手頃な場所に面白そうなタイトルが見えたので手に取ります。
記念すべき1冊目はこちら!
ご先祖様が書いた伝記……の写本!
――『王都を蝕む魔物を退けよ』という依頼の受注が我らの始まりである。以前はゴブリンやコボルトが幾らか現れる程度であった王都周辺の魔物であったが、いつからかそれらとはまるで比較にならない強大な魔物が度々出没するようになった。しかしこの魔物達、近隣で発生した形跡が無く、どこからか移動してきているのだろうと我らは考え、出処を確かめるべく旅に出る。
山を超え川を超え探索を続けていたある日のこと。空高く竜が飛び去るのを発見し、その方角へと歩みを進めると、海に挟まれた山の連なる地に辿り着く。オルヴィエート王国の北東に位置するこの地は強力な魔物が蔓延る山脈に接していた。木々は異常なまでに大きく、少し進むごとに魑魅魍魎が行く手を阻んだ。大地より溢れる魔の力が魔物の格を引き上げているのでは、と考えに至りこの禍々しい山を我らは魔境と名付けた。そして、王都に蔓延った魔物の供給源であるこの地に砦を設ける事とした。
ご先祖様はもともと冒険者だったようです。
ただ、伝記と言いつつも要約すると苦労話ばかりなので割愛します。
――そして我が妻、聖女ローズマリアの紡いだ結界により10年に及んだ戦いの日々は終結を迎えたのであった。頭痛の種であった北東を平定し、魔境より以南西を領土に加えた功績を甚く喜ばれた陛下より辺境伯の爵位を拝命する。
初代聖女様は初代オリハルクス辺境伯の妻だったそうで、以前お父様が見せてくださった家系図によるとわたくしにもその血が流れているようです。
その後も書庫をひっくり返すように書物を読み漁り、概ね知りたかった情報を得ることができました。

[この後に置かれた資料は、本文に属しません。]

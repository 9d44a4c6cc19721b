//! Configuration types module

pub mod app;
pub mod logging;
pub mod providers;
pub mod server;

// Re-export main types
pub use app::*;
pub use logging::LoggingConfig;
pub use providers::{EmbeddingConfig, ImageStorageConfig, RepositoryConfig};
pub use server::ServerConfig;
//! Unit tests for search value objects

use vsearch_domain::constants::EMPTY_CATALOG_MESSAGE;
use vsearch_domain::{SearchOutcome, TopK};

#[test]
fn test_top_k_defaults_when_missing() {
    assert_eq!(TopK::clamp(None).get(), 10);
    assert_eq!(TopK::default().get(), 10);
}

#[test]
fn test_top_k_non_positive_falls_back_to_default() {
    assert_eq!(TopK::clamp(Some(0)).get(), 10);
    assert_eq!(TopK::clamp(Some(-7)).get(), 10);
}

#[test]
fn test_top_k_caps_at_maximum() {
    assert_eq!(TopK::clamp(Some(1000)).get(), 50);
    assert_eq!(TopK::clamp(Some(i64::MAX)).get(), 50);
}

#[test]
fn test_top_k_keeps_in_range_values() {
    for k in 1..=50 {
        assert_eq!(TopK::clamp(Some(k)).get(), usize::try_from(k).unwrap());
    }
}

#[test]
fn test_empty_catalog_outcome_serializes_message() {
    let value = serde_json::to_value(SearchOutcome::empty_catalog()).unwrap();
    assert_eq!(value["results"], serde_json::json!([]));
    assert_eq!(value["message"], EMPTY_CATALOG_MESSAGE);
}

#[test]
fn test_ranked_outcome_omits_message() {
    let value = serde_json::to_value(SearchOutcome::ranked(Vec::new())).unwrap();
    assert!(value.get("message").is_none());
}
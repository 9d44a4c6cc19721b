//! Structured logging with tracing
//!
//! Configures the global subscriber: level filter, plain or JSON output,
//! and optional daily-rotated file output.

use std::path::Path;

use tracing::{Level, info, warn};
use tracing_subscriber::{EnvFilter, Registry, fmt, layer::SubscriberExt, util::SubscriberInitExt};
use vsearch_domain::error::{Error, Result};

pub use crate::config::LoggingConfig;
use crate::constants::LOG_FILTER_ENV;

/// Initialize logging with the provided configuration
///
/// `VSEARCH_LOG`, when set, replaces the configured level with a full
/// `EnvFilter` directive.
pub fn init_logging(config: LoggingConfig) -> Result<()> {
    let level = parse_log_level(&config.level)?;
    let filter =
        EnvFilter::try_from_env(LOG_FILTER_ENV).unwrap_or_else(|_| EnvFilter::new(&config.level));

    let file_appender = config.file_output.as_ref().map(|path| {
        tracing_appender::rolling::daily(
            path.parent()
                .filter(|p| !p.as_os_str().is_empty())
                .unwrap_or_else(|| Path::new(".")),
            path.file_stem()
                .unwrap_or_else(|| std::ffi::OsStr::new("vsearch")),
        )
    });

    // Layer types differ between the json and plain formatters
    let installed = if config.json_format {
        let stdout = fmt::layer()
            .json()
            .with_target(true)
            .with_file(true)
            .with_line_number(true);
        let registry = Registry::default().with(filter);
        if let Some(appender) = file_appender {
            let file = fmt::layer()
                .json()
                .with_writer(appender)
                .with_ansi(false)
                .with_target(true);
            registry.with(stdout).with(file).try_init()
        } else {
            registry.with(stdout).try_init()
        }
    } else {
        let stdout = fmt::layer().with_target(true);
        let registry = Registry::default().with(filter);
        if let Some(appender) = file_appender {
            let file = fmt::layer()
                .with_writer(appender)
                .with_ansi(false)
                .with_target(true);
            registry.with(stdout).with(file).try_init()
        } else {
            registry.with(stdout).try_init()
        }
    };
    installed
        .map_err(|e| Error::configuration_with_source("Failed to install log subscriber", e))?;

    info!("Logging initialized with level: {}", level);
    Ok(())
}

/// Parse log level string to tracing Level
pub fn parse_log_level(level: &str) -> Result<Level> {
    match level.to_lowercase().as_str() {
        "trace" => Ok(Level::TRACE),
        "debug" => Ok(Level::DEBUG),
        "info" => Ok(Level::INFO),
        "warn" | "warning" => Ok(Level::WARN),
        "error" => Ok(Level::ERROR),
        _ => Err(Error::configuration(format!(
            "Invalid log level: {level}. Use trace, debug, info, warn, or error"
        ))),
    }
}

/// Log configuration loading status
pub fn log_config_loaded(config_path: &Path, success: bool) {
    if success {
        info!("Configuration loaded from {}", config_path.display());
    } else {
        warn!("Configuration file not found: {}", config_path.display());
    }
}
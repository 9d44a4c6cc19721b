//! Route tests over Rocket's local client

use rocket::http::{ContentType, Method, Status};
use serde_json::json;

use crate::test_utils::{add_product, body_json, client, client_with, offline_config, post_json};

#[rocket::async_test]
async fn test_liveness_routes() {
    let client = client().await;

    let response = client.get("/").dispatch().await;
    assert_eq!(response.status(), Status::Ok);
    assert_eq!(response.into_string().await.as_deref(), Some("OK"));

    let response = client.get("/health").dispatch().await;
    assert_eq!(response.status(), Status::Ok);
    let json = body_json(response).await;
    assert_eq!(json["status"], "ok");
    assert!(json["timestamp"].is_string());
}

#[rocket::async_test]
async fn test_health_reports_embeddings_and_count() {
    let client = client().await;
    add_product(&client, "Lamp", "bGFtcA==").await;

    let response = client.get("/vs/health").dispatch().await;
    assert_eq!(response.status(), Status::Ok);

    let json = body_json(response).await;
    assert_eq!(json["status"], "ok");
    assert_eq!(json["services"]["embeddings"], "connected");
    assert_eq!(json["productCount"], 1);
}

#[rocket::async_test]
async fn test_add_and_list_products() {
    let client = client().await;

    let (status, json) = post_json(
        &client,
        "/vs/products",
        json!({ "name": "  Desk Lamp  ", "imageBase64": "bGFtcA==" }),
    )
    .await;
    assert_eq!(status, Status::Created);
    let product = &json["product"];
    assert_eq!(product["name"], "Desk Lamp");
    assert_eq!(product["imageBase64"], "bGFtcA==");
    assert!(product["createdAt"].is_string());
    assert!(product.get("embedding").is_none());

    add_product(&client, "Chair", "Y2hhaXI=").await;

    let response = client.get("/vs/products").dispatch().await;
    assert_eq!(response.status(), Status::Ok);
    let json = body_json(response).await;
    let products = json["products"].as_array().unwrap();
    assert_eq!(products.len(), 2);
    assert_eq!(products[0]["name"], "Desk Lamp");
    assert_eq!(products[1]["name"], "Chair");
}

#[rocket::async_test]
async fn test_add_product_validation() {
    let client = client().await;

    let (status, json) =
        post_json(&client, "/vs/products", json!({ "imageBase64": "bGFtcA==" })).await;
    assert_eq!(status, Status::BadRequest);
    assert_eq!(json["error"], "Invalid request");
    assert_eq!(json["message"], "Product name is required");

    let (status, json) = post_json(&client, "/vs/products", json!({ "name": "Lamp" })).await;
    assert_eq!(status, Status::BadRequest);
    assert_eq!(json["message"], "Image is required");
}

#[rocket::async_test]
async fn test_delete_product() {
    let client = client().await;
    let id = add_product(&client, "Lamp", "bGFtcA==").await;

    let response = client.delete(format!("/vs/products/{id}")).dispatch().await;
    assert_eq!(response.status(), Status::Ok);
    let json = body_json(response).await;
    assert_eq!(json["success"], true);
    assert_eq!(json["message"], "Product deleted successfully");

    let response = client.delete(format!("/vs/products/{id}")).dispatch().await;
    assert_eq!(response.status(), Status::NotFound);
    let json = body_json(response).await;
    assert_eq!(json["error"], "Not found");
    assert_eq!(json["message"], "Product not found");
}

#[rocket::async_test]
async fn test_search_empty_catalog() {
    let client = client().await;

    let (status, json) = post_json(&client, "/vs/search", json!({ "imageBase64": "eA==" })).await;
    assert_eq!(status, Status::Ok);
    assert_eq!(json["results"], json!([]));
    assert_eq!(json["message"], "No products in the database yet");
}

#[rocket::async_test]
async fn test_image_search_ranks_exact_match_first() {
    let client = client().await;
    let lamp = add_product(&client, "Lamp", "bGFtcA==").await;
    add_product(&client, "Chair", "Y2hhaXI=").await;
    add_product(&client, "Table", "dGFibGU=").await;

    let (status, json) = post_json(
        &client,
        "/vs/search",
        json!({ "imageBase64": "bGFtcA==", "topK": 2 }),
    )
    .await;
    assert_eq!(status, Status::Ok);
    let results = json["results"].as_array().unwrap();
    assert_eq!(results.len(), 2);
    assert_eq!(results[0]["product"]["id"], lamp.as_str());
    assert_eq!(results[0]["score"], 1.0);
    assert!(results[0]["score"].as_f64() >= results[1]["score"].as_f64());
    assert!(json.get("message").is_none());
}

#[rocket::async_test]
async fn test_top_k_is_clamped() {
    let client = client().await;
    for i in 0..3 {
        add_product(&client, &format!("Item {i}"), &format!("aW1hZ2U{i}")).await;
    }

    for top_k in [json!(0), json!(-4), json!(1.7), json!(500)] {
        let (status, json) = post_json(
            &client,
            "/vs/search/text",
            json!({ "query": "item", "topK": top_k }),
        )
        .await;
        assert_eq!(status, Status::Ok);
        let expected = if top_k == json!(1.7) { 1 } else { 3 };
        assert_eq!(json["results"].as_array().unwrap().len(), expected);
    }
}

#[rocket::async_test]
async fn test_text_search_validation() {
    let client = client().await;

    let (status, json) = post_json(&client, "/vs/search/text", json!({ "query": "   " })).await;
    assert_eq!(status, Status::BadRequest);
    assert_eq!(json["error"], "Invalid request");
    assert_eq!(json["message"], "Search query is required");

    let (status, json) = post_json(&client, "/vs/search", json!({})).await;
    assert_eq!(status, Status::BadRequest);
    assert_eq!(json["message"], "Image is required");
}

#[rocket::async_test]
async fn test_malformed_bodies_return_json_errors() {
    let client = client().await;

    let response = client
        .post("/vs/search/text")
        .header(ContentType::JSON)
        .body("{not json")
        .dispatch()
        .await;
    assert_eq!(response.status(), Status::BadRequest);
    assert_eq!(body_json(response).await["error"], "Invalid request");

    let response = client
        .post("/vs/products")
        .header(ContentType::JSON)
        .body(r#"{"name": 5}"#)
        .dispatch()
        .await;
    assert_eq!(response.status(), Status::UnprocessableEntity);
    assert_eq!(body_json(response).await["error"], "Invalid request");
}

#[rocket::async_test]
async fn test_json_limit_is_configurable() {
    let mut config = offline_config();
    config.server.json_limit_bytes = 64;
    let client = client_with(config).await;

    let image = "A".repeat(256);
    let (status, json) = post_json(
        &client,
        "/vs/products",
        json!({ "name": "Big", "imageBase64": image }),
    )
    .await;
    assert_eq!(status, Status::PayloadTooLarge);
    assert_eq!(json["error"], "Invalid request");
}

#[rocket::async_test]
async fn test_unknown_route_is_json_404() {
    let client = client().await;

    let response = client.get("/vs/unknown").dispatch().await;
    assert_eq!(response.status(), Status::NotFound);
    assert_eq!(body_json(response).await["error"], "Not found");
}

#[rocket::async_test]
async fn test_cors_headers_and_preflight() {
    let client = client().await;

    let response = client.get("/vs/products").dispatch().await;
    assert_eq!(
        response.headers().get_one("Access-Control-Allow-Origin"),
        Some("*")
    );

    let response = client
        .req(Method::Options, "/vs/search")
        .dispatch()
        .await;
    assert_eq!(response.status(), Status::NoContent);
    assert!(
        response
            .headers()
            .get_one("Access-Control-Allow-Methods")
            .is_some_and(|m| m.contains("DELETE"))
    );
}

#[rocket::async_test]
async fn test_cors_can_be_disabled() {
    let mut config = offline_config();
    config.server.cors = false;
    let client = client_with(config).await;

    let response = client.get("/vs/products").dispatch().await;
    assert!(
        response
            .headers()
            .get_one("Access-Control-Allow-Origin")
            .is_none()
    );
}
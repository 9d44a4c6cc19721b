//! Domain layer constants
//!
//! Constants that are part of the search and catalog rules. Provider and
//! infrastructure specific values live in their own crates.

// ============================================================================
// SEARCH DOMAIN CONSTANTS
// ============================================================================

/// Number of results returned when a request does not specify `topK`
pub const SEARCH_DEFAULT_TOP_K: usize = 10;

/// Smallest result bound a search may request
pub const SEARCH_MIN_TOP_K: usize = 1;

/// Largest result bound a search may request
pub const SEARCH_MAX_TOP_K: usize = 50;

/// Scores are rounded to this many decimal places
pub const SCORE_DECIMAL_PLACES: i32 = 4;

/// Informational message attached to searches over an empty catalog
pub const EMPTY_CATALOG_MESSAGE: &str = "No products in the database yet";

// ============================================================================
// EMBEDDING DOMAIN CONSTANTS
// ============================================================================

/// Embedding length produced by the jina-clip-v2 model behind the embedding server
pub const EMBEDDING_DIMENSIONS_DEFAULT: usize = 1024;
//! Use Cases - application service implementations

pub mod catalog_service;
pub mod health_service;
pub mod search_service;

pub use catalog_service::CatalogServiceImpl;
pub use health_service::{EmbeddingHealthCache, HealthServiceImpl};
pub use search_service::SearchServiceImpl;
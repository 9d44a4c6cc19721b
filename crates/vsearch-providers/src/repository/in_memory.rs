//! In-memory product repository (linear scan)
//!
//! Holds the whole catalog in memory and ranks by scoring every product.
//! Optionally mirrors the catalog to a JSON file: the file is read once at
//! startup and fully rewritten (temp file + rename) on every mutation while
//! the write lock is held, so the file always matches a committed state.

use std::path::{Path, PathBuf};
use std::sync::Arc;

use async_trait::async_trait;
use tokio::sync::RwLock;
use tracing::{debug, info};
use vsearch_domain::entities::{Product, ProductView};
use vsearch_domain::error::{Error, Result};
use vsearch_domain::repositories::ProductRepository;
use vsearch_domain::similarity::{round_score, top_k_similar};
use vsearch_domain::value_objects::SearchResult;

/// In-memory product repository
///
/// Correct at any scale but O(N·D) per query; intended for small catalogs,
/// development and tests.
pub struct InMemoryProductRepository {
    products: RwLock<Vec<Product>>,
    dimensions: usize,
    data_file: Option<PathBuf>,
}

impl InMemoryProductRepository {
    /// Create an empty, non-persistent repository
    pub fn new(dimensions: usize) -> Self {
        Self {
            products: RwLock::new(Vec::new()),
            dimensions,
            data_file: None,
        }
    }

    /// Create a repository mirrored to `path`, loading any existing catalog
    ///
    /// A missing file starts an empty catalog. An unreadable or malformed
    /// file, or a stored embedding of the wrong length, is an error.
    pub fn with_data_file(dimensions: usize, path: impl Into<PathBuf>) -> Result<Self> {
        let path = path.into();
        let products = load_products(&path)?;

        if let Some(bad) = products.iter().find(|p| p.embedding.len() != dimensions) {
            return Err(Error::dimension_mismatch(dimensions, bad.embedding.len()));
        }

        info!(
            path = %path.display(),
            count = products.len(),
            "loaded product catalog"
        );
        Ok(Self {
            products: RwLock::new(products),
            dimensions,
            data_file: Some(path),
        })
    }

    /// Path of the JSON mirror, if any
    pub fn data_file(&self) -> Option<&Path> {
        self.data_file.as_deref()
    }

    /// Rewrite the mirror file with `products`
    async fn persist(&self, products: &[Product]) -> Result<()> {
        let Some(path) = &self.data_file else {
            return Ok(());
        };

        let data = serde_json::to_string_pretty(products)?;
        if let Some(parent) = path.parent().filter(|p| !p.as_os_str().is_empty()) {
            tokio::fs::create_dir_all(parent).await.map_err(|e| {
                Error::storage_with_source(
                    format!("Failed to create data directory {}", parent.display()),
                    e,
                )
            })?;
        }

        let tmp = path.with_extension("json.tmp");
        tokio::fs::write(&tmp, data).await.map_err(|e| {
            Error::storage_with_source(format!("Failed to write {}", tmp.display()), e)
        })?;
        tokio::fs::rename(&tmp, path).await.map_err(|e| {
            Error::storage_with_source(format!("Failed to replace {}", path.display()), e)
        })?;

        debug!(count = products.len(), "saved product catalog");
        Ok(())
    }
}

fn load_products(path: &Path) -> Result<Vec<Product>> {
    if !path.exists() {
        info!(path = %path.display(), "no existing catalog file, starting fresh");
        return Ok(Vec::new());
    }

    let data = std::fs::read_to_string(path).map_err(|e| {
        Error::storage_with_source(format!("Failed to read {}", path.display()), e)
    })?;
    serde_json::from_str(&data).map_err(|e| {
        Error::storage_with_source(format!("Malformed catalog file {}", path.display()), e)
    })
}

#[async_trait]
impl ProductRepository for InMemoryProductRepository {
    async fn add(&self, product: Product) -> Result<Product> {
        if product.embedding.len() != self.dimensions {
            return Err(Error::dimension_mismatch(
                self.dimensions,
                product.embedding.len(),
            ));
        }

        let mut products = self.products.write().await;
        if products.iter().any(|p| p.id == product.id) {
            return Err(Error::invalid_argument(format!(
                "Product '{}' already exists",
                product.id
            )));
        }

        products.push(product.clone());
        if let Err(e) = self.persist(&products).await {
            products.pop();
            return Err(e);
        }
        Ok(product)
    }

    async fn list(&self) -> Result<Vec<ProductView>> {
        let products = self.products.read().await;
        let mut views: Vec<ProductView> = products.iter().map(ProductView::from).collect();
        views.sort_by_key(|p| p.created_at);
        Ok(views)
    }

    async fn get_by_id(&self, id: &str) -> Result<Option<Product>> {
        let products = self.products.read().await;
        Ok(products.iter().find(|p| p.id == id).cloned())
    }

    async fn count(&self) -> Result<usize> {
        Ok(self.products.read().await.len())
    }

    async fn delete(&self, id: &str) -> Result<bool> {
        let mut products = self.products.write().await;
        let Some(position) = products.iter().position(|p| p.id == id) else {
            return Ok(false);
        };

        let removed = products.remove(position);
        if let Err(e) = self.persist(&products).await {
            products.insert(position, removed);
            return Err(e);
        }
        Ok(true)
    }

    async fn clear(&self) -> Result<Vec<String>> {
        let mut products = self.products.write().await;
        let removed = std::mem::take(&mut *products);
        if let Err(e) = self.persist(&products).await {
            *products = removed;
            return Err(e);
        }
        Ok(removed.into_iter().map(|p| p.id).collect())
    }

    async fn find_similar(&self, query_vector: &[f32], top_k: usize) -> Result<Vec<SearchResult>> {
        let products = self.products.read().await;
        let ranked = top_k_similar(query_vector, &products, |p| p.embedding.as_slice(), top_k)?;

        Ok(ranked
            .into_iter()
            .map(|(product, score)| SearchResult::new(product, round_score(score)))
            .collect())
    }

    fn dimensions(&self) -> usize {
        self.dimensions
    }

    fn provider_name(&self) -> &str {
        "memory"
    }
}

// ============================================================================
// Auto-registration via linkme distributed slice
// ============================================================================

use vsearch_application::ports::registry::{
    PRODUCT_REPOSITORIES, ProductRepositoryConfig, ProductRepositoryEntry,
};
use vsearch_domain::constants::EMBEDDING_DIMENSIONS_DEFAULT;

/// Factory function for creating in-memory repository instances.
fn in_memory_repository_factory(
    config: &ProductRepositoryConfig,
) -> std::result::Result<Arc<dyn ProductRepository>, String> {
    let dimensions = config.dimensions.unwrap_or(EMBEDDING_DIMENSIONS_DEFAULT);
    let repository = match &config.data_file {
        Some(path) => InMemoryProductRepository::with_data_file(dimensions, path)
            .map_err(|e| format!("Failed to open catalog file: {e}"))?,
        None => InMemoryProductRepository::new(dimensions),
    };
    Ok(Arc::new(repository))
}

#[linkme::distributed_slice(PRODUCT_REPOSITORIES)]
static MEMORY_REPOSITORY: ProductRepositoryEntry = ProductRepositoryEntry {
    name: "memory",
    description: "In-memory linear scan, optionally mirrored to a JSON file",
    factory: in_memory_repository_factory,
};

オリハルクス領は海に面しているため、水産業が盛んであると共に、魔境に棲息する魔物の素材や魔石を他領に輸出する事で経済が成り立っています。また、冒険者が多いため、彼らが生み出す需要も小さくないですね。魔境に棲息する樹木の薪やゴーレムから収集出来る鉱石など、原材料が確保できるため武器や防具の鍛冶も盛んです。
対して農業の規模は小さく、作物の多くは他領に頼っている状態です。そのあたりは作らなくても儲かるので、さほど重要でもないらしいです。近隣が不作でもいざとなれば船を出して買い付ける手がありますし、肉や果物は魔境で採れるので一時しのぎも出来る土台があります。
……こうして見ると迷惑だったはずの魔境にどっぷりと依存してますね。
これ以外にも使用人の皆さんにお話を伺ったりして補足しましたね。
こんな感じで7歳前くらいまでは書庫に巣食うようにして過ごしてましたよ〜。